Banh goi (pillow cake) is a Vietnamese version of the empada. Photo: Getty Images

“The similarities between banh goi [pillow cake], banh xep [wrapped cake, also called banh quai vac, meaning bronze cauldron handle cake] and Portuguese empadas are striking,” Linh says. “At the same time, banh goi resembles a combination of the Chinese crispy wonton, Vietnamese nem [deep-fried spring roll], and the Vietnamese version of bao [banh bao]. This suggests that there is perhaps an older, strictly Asiatic history behind the form of banh goi.”

The Vietnamese half-moon pastry puff filling can include pork, shredded carrot, glass noodles, wood-ear mushrooms and a quail egg, and sometimes shrimp and mung bean paste. The dipping sauce for banh goi is made with fish sauce, sugar, salt, vinegar, chilli, pickled thinly sliced carrot and green papaya.

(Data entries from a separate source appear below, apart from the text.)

//! Inferred type graph
//!
//! The read-only description of a JSON shape that the schema renderer
//! consumes. Nodes live in an arena owned by [`TypeGraph`]; a [`TypeRef`] is
//! a stable handle usable as a map key, so structurally shared (and even
//! cyclic) graphs deduplicate naturally.

use crate::error::{Error, Result};

/// Opaque identity of a type node
#[derive(Debug, Clone, Copy, PartialEq, Eq, Hash, PartialOrd, Ord)]
pub struct TypeRef(usize);

/// Recognized string transformation formats
#[derive(Debug, Clone, Copy, PartialEq, Eq)]
pub enum StringFormat {
    /// Calendar date
    Date,
    /// Time of day
    Time,
    /// Combined date and time
    DateTime,
    /// http/https/ftp URI
    Uri,
    /// Integer carried as a string
    IntegerString,
    /// Boolean carried as a string
    BoolString,
}

/// A property of a class type
#[derive(Debug, Clone, PartialEq, Eq)]
pub struct ClassProperty {
    /// Property name
    pub name: String,
    /// Property type
    pub ty: TypeRef,
    /// Whether the property may be absent
    pub optional: bool,
}

/// A type node, tagged over the closed kind set
///
/// `Map`, `Object`, `Enum`, and unions with non-primitive members are part
/// of the kind set so dispatch stays exhaustive, but the renderer lowers
/// none of them.
#[derive(Debug, Clone, PartialEq, Eq)]
pub enum TypeKind {
    /// No type information
    None,
    /// Any value
    Any,
    /// Exactly null
    Null,
    /// Boolean
    Bool,
    /// Integral number
    Integer,
    /// Floating-point number
    Double,
    /// Arbitrary string
    String,
    /// Homogeneous array
    Array {
        /// Item type
        items: TypeRef,
    },
    /// Class with named properties in declaration order
    Class {
        /// Properties in declaration order
        properties: Vec<ClassProperty>,
    },
    /// String-keyed map (not lowered)
    Map,
    /// Open-property object (not lowered)
    Object,
    /// Enumeration (not lowered)
    Enum,
    /// Union of member types
    Union {
        /// Member types in declaration order
        members: Vec<TypeRef>,
    },
    /// String matching a recognized format
    Transformed(StringFormat),
}

impl TypeKind {
    /// Whether this kind lowers to an inline primitive element
    pub fn is_primitive(&self) -> bool {
        matches!(
            self,
            TypeKind::Null
                | TypeKind::Bool
                | TypeKind::Integer
                | TypeKind::Double
                | TypeKind::String
                | TypeKind::Transformed(_)
        )
    }
}

/// Arena of type nodes plus the declared top levels
#[derive(Debug, Clone, Default)]
pub struct TypeGraph {
    nodes: Vec<TypeKind>,
    top_levels: Vec<(String, TypeRef)>,
}

impl TypeGraph {
    /// Create an empty graph
    pub fn new() -> Self {
        Self::default()
    }

    /// Add a node, returning its handle
    pub fn add(&mut self, kind: TypeKind) -> TypeRef {
        self.nodes.push(kind);
        TypeRef(self.nodes.len() - 1)
    }

    /// Look up a node by handle
    pub fn kind(&self, r: TypeRef) -> &TypeKind {
        &self.nodes[r.0]
    }

    /// Replace a node in place
    ///
    /// Used by inference to tie recursive knots after children are built.
    pub fn replace(&mut self, r: TypeRef, kind: TypeKind) {
        self.nodes[r.0] = kind;
    }

    /// Declare a named top level
    pub fn add_top_level(&mut self, name: impl Into<String>, r: TypeRef) {
        self.top_levels.push((name.into(), r));
    }

    /// All declared top levels
    pub fn top_levels(&self) -> &[(String, TypeRef)] {
        &self.top_levels
    }

    /// The single top level this renderer supports
    pub fn single_top_level(&self) -> Result<(&str, TypeRef)> {
        match self.top_levels.as_slice() {
            [(name, r)] => Ok((name.as_str(), *r)),
            [] => Err(Error::NotImplemented("no top-level type".to_string())),
            many => Err(Error::NotImplemented(format!(
                "multiple top-level types ({})",
                many.len()
            ))),
        }
    }
}

#[cfg(test)]
mod tests {
    use super::*;

    #[test]
    fn test_typeref_identity() {
        let mut graph = TypeGraph::new();
        let a = graph.add(TypeKind::Integer);
        let b = graph.add(TypeKind::Integer);

        assert_ne!(a, b);
        assert_eq!(graph.kind(a), graph.kind(b));
    }

    #[test]
    fn test_single_top_level() {
        let mut graph = TypeGraph::new();
        assert!(graph.single_top_level().is_err());

        let r = graph.add(TypeKind::String);
        graph.add_top_level("Root", r);
        let (name, top) = graph.single_top_level().unwrap();
        assert_eq!(name, "Root");
        assert_eq!(top, r);

        graph.add_top_level("Other", r);
        assert!(matches!(
            graph.single_top_level(),
            Err(Error::NotImplemented(_))
        ));
    }

    #[test]
    fn test_is_primitive() {
        assert!(TypeKind::Integer.is_primitive());
        assert!(TypeKind::Transformed(StringFormat::Date).is_primitive());
        assert!(!TypeKind::Map.is_primitive());
        assert!(!TypeKind::Array { items: TypeRef(0) }.is_primitive());
    }

    #[test]
    fn test_replace_for_recursion() {
        let mut graph = TypeGraph::new();
        let slot = graph.add(TypeKind::None);
        let arr = graph.add(TypeKind::Array { items: slot });
        graph.replace(
            slot,
            TypeKind::Class {
                properties: vec![ClassProperty {
                    name: "children".to_string(),
                    ty: arr,
                    optional: true,
                }],
            },
        );

        match graph.kind(slot) {
            TypeKind::Class { properties } => assert_eq!(properties[0].ty, arr),
            other => panic!("unexpected kind: {:?}", other),
        }
    }
}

“As far as we know, chilli pepper and papaya possibly came directly to Vietnam through the Portuguese traders and missionaries,” Linh adds.

Linh Trinh is a Vietnamese culinary history doctoral student at the University of Michigan. Photo: courtesy Linh Trinh

Empadas, also known as empadinhas, are still one of Portugal’s favourite foods. Locals simply refer to them as empada: pastries, in English.

The Portuguese took empadas to Asia and the New World, so the legacy of these stuffed pockets is common to three continents, and curry puffs were one of the first types of food to go global.

“When you bite into a curry puff, or any of its cognates in other parts of the world, you’re unlocking a history that goes back centuries and traces the beginnings of our globalised world,” says Boileau. “It’s a fascinating story for anyone interested in the links between food and culture. And they also taste great.”